81Byerley · 30/05/2021 14:48

Having recently had a conversation with my daughter about some of the things she and her friend were getting up to at 16 (not criminal, just irresponsible) I'd say don't be too sure about your daughter and her friend...you never know! I'd have said my daughter and her friend were quiet and sensible!
That isn't the point though. Don't spoil it for your daughter and her friend, just stay in that night.

misspattylacosta · 30/05/2021 14:48

@Sometimesfraught82

The fact you ask this OP.... i would not want my child to stay at your home with or without you present
the whole OP is dreadful

DD more responsible than I sometimes I can't stand those parents who think they are young and fun. No, you are a parent, however much you try to hide it, and thinking it's cute.

and the so-called "relationship" between the 2 friends.. Honestly.

In any case, it really doesn't matter if my own 16 yo was staying home alone. If the kids are alone in somebody else's house and can organise a party or whatever they want, I want to KNOW about it.

OverByYer · 30/05/2021 14:56

At 16 I wouldn’t be having contact with parents of other children to arrange things, I would expect the child to have those conversations with their parents.

OwlBeThere · 30/05/2021 14:57

At 16 I had my own place and a full time job. Aw well as being in school.
16 is not a child, it may not be quite an adult but you don’t suddenly wake up mature on your 18th birthday, my 16 year old is exponentially more sensible than I’ve ever been.

intor · 30/05/2021 14:58

@Deedoubleyou

Wow actually scary how much control people exert over their 16 year olds . At that age I wouldn't have even asked my parents to go to a sleepover, I would have told them I was staying out.

OP I wouldn't say anything unless the other parent asks you, which I can't see happening. How highly strung do you have to be to check up on sleepover plans for A SIXTEEN YEAR OLD? 🤯

At that age I wouldn't have even asked my parents to go to a sleepover, I would have told them I was staying out.

Presumably you were also earning and funding your own life and accommodation since you were so independent. No child of mine would be doing this though, at sixteen they bloody well will not be TELLING me anything.

Bumzoo · 30/05/2021 15:02

Of course you need to tell her if you think it might be an issue.

newnortherner111 · 30/05/2021 15:02

I think you should say to the friend's mum. Even if you think her views are unreasonable.

Regardless of your wish to have time alone with your DP, which is perfectly understandable.

newbrother · 30/05/2021 15:05

YANBU - they're 16! I left home three months after I turned 16! A perfectly normal age to be left alone and I'm surprised the friend has put up with their mum setting such a ridiculous boundary at that age.

cocoloco987 · 30/05/2021 15:08

She 100% needs to know (and I'm pretty lax)

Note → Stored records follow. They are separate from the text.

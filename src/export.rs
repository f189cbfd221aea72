use anyhow::{Result, anyhow};
use printpdf::{BuiltinFont, Mm, PdfDocument};

use crate::models::Job;

pub const CSV_FILENAME: &str = "jobs.csv";
pub const REPORT_FILENAME: &str = "job_applications.pdf";

const COLUMNS: [&str; 5] = ["Company", "Position", "Status", "Job Type", "Interview Date"];

fn render_date(job: &Job) -> String {
    job.interview_date
        .map(|d| d.format("%Y-%m-%d").to_string())
        .unwrap_or_default()
}

/// CSV rendering of the filtered set (pre-pagination), one row per job.
///
/// Fields are written verbatim with quoting disabled to keep the exact
/// `Company,Position,...` wire format. A company name containing a comma
/// corrupts its row; the format has no escaping.
pub fn to_csv(jobs: &[&Job]) -> Result<Vec<u8>> {
    let mut writer = csv::WriterBuilder::new()
        .quote_style(csv::QuoteStyle::Never)
        .from_writer(Vec::new());

    writer.write_record(COLUMNS)?;
    for job in jobs {
        let date = render_date(job);
        writer.write_record([
            job.company.as_str(),
            job.position.as_str(),
            job.status.as_str(),
            job.job_type.as_str(),
            date.as_str(),
        ])?;
    }

    writer
        .into_inner()
        .map_err(|e| anyhow!("Failed to flush CSV buffer: {e}"))
}

/// One-page-or-more A4 report: a title line and the same five columns as a
/// table, in the input collection's row order.
pub fn to_pdf(jobs: &[&Job]) -> Result<Vec<u8>> {
    let page_width = 210.0;
    let page_height = 297.0;
    let column_x = [14.0, 58.0, 102.0, 130.0, 164.0];
    let row_step = 7.0;
    let bottom_margin = 16.0;

    let (doc, first_page, first_layer) =
        PdfDocument::new("Job Applications Report", Mm(page_width), Mm(page_height), "table");
    let font = doc
        .add_builtin_font(BuiltinFont::Helvetica)
        .map_err(|e| anyhow!("Failed to load report font: {e}"))?;
    let font_bold = doc
        .add_builtin_font(BuiltinFont::HelveticaBold)
        .map_err(|e| anyhow!("Failed to load report font: {e}"))?;

    let header_row = |layer: &printpdf::PdfLayerReference, y| {
        for (text, x) in COLUMNS.iter().zip(column_x) {
            layer.use_text(*text, 11.0, Mm(x), Mm(y), &font_bold);
        }
    };

    let mut layer = doc.get_page(first_page).get_layer(first_layer);
    layer.use_text("Job Applications Report", 16.0, Mm(column_x[0]), Mm(280.0), &font_bold);

    let mut y = 268.0;
    header_row(&layer, y);
    y -= row_step;

    for job in jobs {
        if y < bottom_margin {
            let (page, page_layer) = doc.add_page(Mm(page_width), Mm(page_height), "table");
            layer = doc.get_page(page).get_layer(page_layer);
            y = 281.0;
            header_row(&layer, y);
            y -= row_step;
        }

        let date = render_date(job);
        let cells = [
            truncate(&job.company, 24),
            truncate(&job.position, 24),
            job.status.as_str().to_string(),
            job.job_type.as_str().to_string(),
            date,
        ];
        for (cell, x) in cells.iter().zip(column_x) {
            layer.use_text(cell.as_str(), 10.0, Mm(x), Mm(y), &font);
        }
        y -= row_step;
    }

    doc.save_to_bytes()
        .map_err(|e| anyhow!("Failed to render PDF report: {e}"))
}

// Counts chars, not bytes, so multibyte names never split mid-character.
fn truncate(s: &str, max: usize) -> String {
    if s.chars().count() <= max {
        s.to_string()
    } else {
        let cut: String = s.chars().take(max.saturating_sub(3)).collect();
        format!("{cut}...")
    }
}

#[cfg(test)]
mod tests {
    use super::*;
    use crate::models::{JobStatus, JobType};
    use chrono::{TimeZone, Utc};

    fn job(company: &str, position: &str, interview: bool) -> Job {
        Job {
            id: format!("{company}-{position}"),
            company: company.to_string(),
            position: position.to_string(),
            status: JobStatus::Pending,
            job_type: JobType::FullTime,
            interview_date: interview
                .then(|| Utc.with_ymd_and_hms(2026, 9, 1, 9, 0, 0).unwrap()),
        }
    }

    #[test]
    fn test_csv_row_count_matches_collection() {
        let a = job("Acme", "Engineer", true);
        let b = job("Globex", "Designer", false);
        let bytes = to_csv(&[&a, &b]).unwrap();
        let text = String::from_utf8(bytes).unwrap();
        let lines: Vec<&str> = text.lines().collect();
        assert_eq!(lines.len(), 3);
        assert_eq!(lines[0], "Company,Position,Status,Job Type,Interview Date");
        assert_eq!(lines[1], "Acme,Engineer,pending,full-time,2026-09-01");
    }

    #[test]
    fn test_csv_absent_interview_date_is_empty_cell() {
        let a = job("Globex", "Designer", false);
        let bytes = to_csv(&[&a]).unwrap();
        let text = String::from_utf8(bytes).unwrap();
        assert!(text.lines().nth(1).unwrap().ends_with("full-time,"));
    }

    #[test]
    fn test_csv_rows_end_with_newline() {
        let a = job("Acme", "Engineer", false);
        let bytes = to_csv(&[&a]).unwrap();
        assert_eq!(*bytes.last().unwrap(), b'\n');
    }

    #[test]
    fn test_csv_does_not_escape_embedded_commas() {
        // Known format gap: the extra comma shifts every later cell.
        let a = job("Acme, Inc.", "Engineer", false);
        let bytes = to_csv(&[&a]).unwrap();
        let text = String::from_utf8(bytes).unwrap();
        let row = text.lines().nth(1).unwrap();
        assert_eq!(row, "Acme, Inc.,Engineer,pending,full-time,");
        assert_eq!(row.split(',').count(), 6);
    }

    #[test]
    fn test_truncate_cuts_on_char_boundaries() {
        assert_eq!(truncate("héllo", 5), "héllo");
        assert_eq!(truncate("Ingenieurbüro Müller AG", 10), "Ingenie...");
        assert_eq!(truncate("ééééééé", 5), "éé...");
    }

    #[test]
    fn test_pdf_truncates_multibyte_names_without_panicking() {
        let a = job("Ingenieurbüro Müller & Söhne GmbH", "Développeur logiciel sénior", true);
        let bytes = to_pdf(&[&a]).unwrap();
        assert!(bytes.starts_with(b"%PDF"));
    }

    #[test]
    fn test_pdf_report_has_pdf_magic() {
        let a = job("Acme", "Engineer", true);
        let bytes = to_pdf(&[&a]).unwrap();
        assert!(bytes.starts_with(b"%PDF"));
    }

    #[test]
    fn test_pdf_report_handles_empty_and_overflowing_collections() {
        assert!(to_pdf(&[]).unwrap().starts_with(b"%PDF"));

        let many: Vec<Job> = (0..80).map(|i| job(&format!("Co{i}"), "Engineer", false)).collect();
        let refs: Vec<&Job> = many.iter().collect();
        let bytes = to_pdf(&refs).unwrap();
        assert!(bytes.starts_with(b"%PDF"));
    }
}
use crate::models::{Job, JobType};

const GENERIC_TIP: &str = "Keep applying consistently and tracking your application status. \
                           Consider updating resumes for top roles.";

/// Heuristic next-step tips for the given (already filtered) collection.
///
/// Counting keeps explicit first-seen order so frequency ties always resolve
/// to the earliest-encountered entry. Output order: position tip, job-type
/// tip (remote or internship only), then the generic tip. An empty
/// collection yields only the generic tip.
pub fn suggestions(jobs: &[&Job]) -> Vec<String> {
    let mut role_counts: Vec<(String, usize)> = Vec::new();
    let mut type_counts: Vec<(JobType, usize)> = Vec::new();

    for job in jobs {
        bump(&mut role_counts, job.position.to_lowercase());
        bump(&mut type_counts, job.job_type);
    }

    let mut tips = Vec::new();

    if let Some(role) = first_max(&role_counts) {
        tips.push(format!(
            "You frequently applied for '{role}'. Consider similar roles like \
             \"{role} Intern\", \"Junior {role}\", or freelance work."
        ));
    }

    match first_max(&type_counts) {
        Some(JobType::Remote) => tips.push(
            "You prefer remote jobs. Explore platforms like RemoteOK, WeWorkRemotely, or AngelList."
                .to_string(),
        ),
        Some(JobType::Internship) => tips.push(
            "Since you apply for internships, check Internshala, LinkedIn internships, \
             and early-career roles."
                .to_string(),
        ),
        _ => {}
    }

    tips.push(GENERIC_TIP.to_string());
    tips
}

fn bump<K: PartialEq>(counts: &mut Vec<(K, usize)>, key: K) {
    match counts.iter_mut().find(|(k, _)| *k == key) {
        Some((_, n)) => *n += 1,
        None => counts.push((key, 1)),
    }
}

/// First entry holding the maximum count. Later entries only win with a
/// strictly greater count, so ties go to insertion order.
fn first_max<K>(counts: &[(K, usize)]) -> Option<&K> {
    let mut best: Option<(&K, usize)> = None;
    for (key, count) in counts {
        if best.is_none_or(|(_, max)| *count > max) {
            best = Some((key, *count));
        }
    }
    best.map(|(key, _)| key)
}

Sometimesfraught82 · 30/05/2021 15:11

@OwlBeThere

At 16 I had my own place and a full time job. Aw well as being in school. 16 is not a child, it may not be quite an adult but you don’t suddenly wake up mature on your 18th birthday, my 16 year old is exponentially more sensible than I’ve ever been.
Down the coal mines by any chance?
Hawkins001 · 30/05/2021 15:14

All the best op

chickenyhead · 30/05/2021 15:14

Sooooo I have to take it from this thread, that in 2 months when DD is 16, I cannot have any say at all in what she does. In fact, I can even assist her friend in lying to her mum.

Wow!

Or, I can say that saying, what is it...."my house, my rules" end of story.

DeathStare · 30/05/2021 15:15

It's completely irrelevant whether people on here would leave their 16 year old so there is no point everyone on here arguing about it. You know that THIS mother probably wouldn't be happy with it so you have to tell her. Whether that makes her over-protective or uptight is irrelevant- it's her child and it's her decision to make. She is legally responsible for her child until that child turns 18 (you can't join the army or get married at 16 without parental consent by the way) so it's her call, whether you or anyone on mumsnet agrees with that call or not.

NeedNewKnees · 30/05/2021 15:17

It's not your place to undermine another parent's boundaries for their teen.

If it's the only day they can have the sleepover and the other parent objects, clearly you can't stay with your boyfriend that night. Or move the sleepover to a day you're available.